**Directions for this task**
Each line of the data holding "Future" should be found and copied.

(Items from a data source)
——

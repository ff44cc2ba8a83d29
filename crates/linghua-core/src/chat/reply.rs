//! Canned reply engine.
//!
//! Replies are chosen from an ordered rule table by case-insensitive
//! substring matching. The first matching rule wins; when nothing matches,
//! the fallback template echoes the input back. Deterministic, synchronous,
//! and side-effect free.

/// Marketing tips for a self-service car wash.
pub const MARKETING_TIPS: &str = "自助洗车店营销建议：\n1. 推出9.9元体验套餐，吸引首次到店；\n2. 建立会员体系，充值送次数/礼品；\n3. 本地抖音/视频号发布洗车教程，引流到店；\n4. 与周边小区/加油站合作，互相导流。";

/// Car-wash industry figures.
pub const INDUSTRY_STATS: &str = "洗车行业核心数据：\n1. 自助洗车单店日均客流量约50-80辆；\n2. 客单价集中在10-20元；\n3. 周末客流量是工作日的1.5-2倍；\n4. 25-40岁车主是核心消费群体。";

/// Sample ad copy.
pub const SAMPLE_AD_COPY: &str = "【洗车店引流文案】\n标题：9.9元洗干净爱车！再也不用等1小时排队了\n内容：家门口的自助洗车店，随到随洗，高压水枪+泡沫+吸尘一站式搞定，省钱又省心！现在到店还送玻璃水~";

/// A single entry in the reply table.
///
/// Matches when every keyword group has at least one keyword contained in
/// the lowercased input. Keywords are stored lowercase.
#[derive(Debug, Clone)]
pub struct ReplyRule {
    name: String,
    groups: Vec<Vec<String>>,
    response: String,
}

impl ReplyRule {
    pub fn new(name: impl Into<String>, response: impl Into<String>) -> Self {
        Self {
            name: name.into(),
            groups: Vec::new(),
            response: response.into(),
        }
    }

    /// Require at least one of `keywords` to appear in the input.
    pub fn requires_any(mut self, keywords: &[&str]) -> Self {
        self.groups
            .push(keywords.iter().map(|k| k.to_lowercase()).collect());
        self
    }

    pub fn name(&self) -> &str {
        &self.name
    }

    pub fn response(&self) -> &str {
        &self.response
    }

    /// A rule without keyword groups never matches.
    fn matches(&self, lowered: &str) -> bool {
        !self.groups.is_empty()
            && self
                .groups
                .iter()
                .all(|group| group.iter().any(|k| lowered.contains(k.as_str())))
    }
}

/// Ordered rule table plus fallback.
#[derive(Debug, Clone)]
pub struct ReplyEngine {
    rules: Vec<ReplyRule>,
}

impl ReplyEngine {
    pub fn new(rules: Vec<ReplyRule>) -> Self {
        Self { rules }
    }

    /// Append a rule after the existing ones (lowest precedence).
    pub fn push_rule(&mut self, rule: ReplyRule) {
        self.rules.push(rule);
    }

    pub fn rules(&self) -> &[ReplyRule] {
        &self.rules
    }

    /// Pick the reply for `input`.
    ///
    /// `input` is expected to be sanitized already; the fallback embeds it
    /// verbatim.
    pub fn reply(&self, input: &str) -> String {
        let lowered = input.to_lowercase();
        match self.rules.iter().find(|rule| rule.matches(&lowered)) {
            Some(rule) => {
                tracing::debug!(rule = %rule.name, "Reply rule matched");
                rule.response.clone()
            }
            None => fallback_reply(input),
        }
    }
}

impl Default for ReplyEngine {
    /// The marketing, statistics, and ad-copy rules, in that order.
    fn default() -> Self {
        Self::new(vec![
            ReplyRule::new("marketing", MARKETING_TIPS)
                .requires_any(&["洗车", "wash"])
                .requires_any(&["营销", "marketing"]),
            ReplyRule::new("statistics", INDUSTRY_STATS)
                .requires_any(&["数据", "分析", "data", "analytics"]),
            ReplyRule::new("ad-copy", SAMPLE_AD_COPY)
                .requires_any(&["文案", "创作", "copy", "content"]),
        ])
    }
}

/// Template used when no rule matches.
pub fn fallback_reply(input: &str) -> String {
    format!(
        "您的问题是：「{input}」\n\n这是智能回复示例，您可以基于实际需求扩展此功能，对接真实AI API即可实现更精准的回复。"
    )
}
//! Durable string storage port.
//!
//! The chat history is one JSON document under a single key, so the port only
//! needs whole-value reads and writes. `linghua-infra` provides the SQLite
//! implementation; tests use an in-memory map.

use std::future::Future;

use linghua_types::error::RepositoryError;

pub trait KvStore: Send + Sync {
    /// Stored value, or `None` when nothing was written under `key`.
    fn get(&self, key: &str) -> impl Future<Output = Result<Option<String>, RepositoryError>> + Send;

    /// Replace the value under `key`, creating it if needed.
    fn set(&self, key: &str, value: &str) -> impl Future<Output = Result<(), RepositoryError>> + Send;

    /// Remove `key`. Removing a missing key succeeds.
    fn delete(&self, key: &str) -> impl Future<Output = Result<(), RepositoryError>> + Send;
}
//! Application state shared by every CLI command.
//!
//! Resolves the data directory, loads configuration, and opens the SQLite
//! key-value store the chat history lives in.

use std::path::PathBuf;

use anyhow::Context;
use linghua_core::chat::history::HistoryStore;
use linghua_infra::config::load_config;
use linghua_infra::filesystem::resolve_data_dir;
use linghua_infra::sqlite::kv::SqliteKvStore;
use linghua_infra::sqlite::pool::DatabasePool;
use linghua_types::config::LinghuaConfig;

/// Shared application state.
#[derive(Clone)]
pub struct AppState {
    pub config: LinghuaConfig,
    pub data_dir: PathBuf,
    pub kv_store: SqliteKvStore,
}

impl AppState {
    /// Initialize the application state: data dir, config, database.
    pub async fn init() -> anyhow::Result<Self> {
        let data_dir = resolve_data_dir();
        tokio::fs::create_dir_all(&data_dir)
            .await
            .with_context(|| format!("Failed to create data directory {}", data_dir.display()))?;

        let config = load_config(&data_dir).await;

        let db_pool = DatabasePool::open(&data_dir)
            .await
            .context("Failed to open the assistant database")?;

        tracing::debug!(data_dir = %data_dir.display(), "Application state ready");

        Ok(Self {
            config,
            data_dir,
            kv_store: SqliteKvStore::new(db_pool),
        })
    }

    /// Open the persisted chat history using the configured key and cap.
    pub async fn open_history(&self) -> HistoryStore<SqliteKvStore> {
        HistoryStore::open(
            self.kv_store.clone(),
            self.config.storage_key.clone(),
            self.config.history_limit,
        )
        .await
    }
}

——

**Exercise response**
use std::future::Future;
    fn get(&self, key: &str) -> impl Future<Output = Result<Option<String>, RepositoryError>> + Send;
    fn set(&self, key: &str, value: &str) -> impl Future<Output = Result<(), RepositoryError>> + Send;
    fn delete(&self, key: &str) -> impl Future<Output = Result<(), RepositoryError>> + Send;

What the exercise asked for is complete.